Records excerpted from a collection:
=== Section Start ===

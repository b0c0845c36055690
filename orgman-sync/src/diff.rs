//! Unified diff between live provider state and the snapshot on disk.

use std::path::{Path, PathBuf};

use similar::TextDiff;

use orgman_core::Layout;
use orgman_provider::{GitHubApi, Transport};

use crate::error::SyncError;
use crate::snapshot::{fetch_snapshot, render_snapshot, stale_team_files, Snapshot};
use crate::writer::{normalize_line_endings, read_existing};

/// A single file diff.
#[derive(Debug, Clone, PartialEq, Eq)]
pub struct FileDiff {
    pub path: PathBuf,
    pub unified_diff: String,
}

/// Fetch provider state and compare what export would write with the files on disk.
///
/// No files are written.
pub fn diff<T: Transport>(api: &GitHubApi<T>, layout: &Layout, prune: bool) -> Result<Vec<FileDiff>, SyncError> {
    diff_snapshot(&fetch_snapshot(api), layout, prune)
}

/// Diff an already fetched snapshot. With `prune`, stale team files show up as deletions.
pub fn diff_snapshot(snapshot: &Snapshot, layout: &Layout, prune: bool) -> Result<Vec<FileDiff>, SyncError> {
    let rendered = render_snapshot(snapshot, layout)?;

    let mut diffs = Vec::new();
    for file in &rendered {
        let target = normalize_line_endings(&file.content);
        let existing = read_existing(&file.path)?.unwrap_or_default();
        if existing == target {
            continue;
        }
        diffs.push(unified(&file.path, layout, &existing, &target));
    }

    if prune {
        for stale in stale_team_files(snapshot, &rendered, layout)? {
            let existing = read_existing(&stale)?.unwrap_or_default();
            diffs.push(unified(&stale, layout, &existing, ""));
        }
    }

    Ok(diffs)
}

fn unified(path: &Path, layout: &Layout, old: &str, new: &str) -> FileDiff {
    let relative = path.strip_prefix(&layout.repo_dir).unwrap_or(path);
    let old_header = format!("a/{}", relative.display());
    let new_header = format!("b/{}", relative.display());
    let unified_diff = TextDiff::from_lines(old, new)
        .unified_diff()
        .header(&old_header, &new_header)
        .context_radius(3)
        .to_string();
    FileDiff {
        path: path.to_path_buf(),
        unified_diff,
    }
}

=== Section End ===

TASK DESCRIPTION:
Every line in the data above that contains the word "state" counts; report how many there are and nothing more.

EXERCISE ANSWER:
2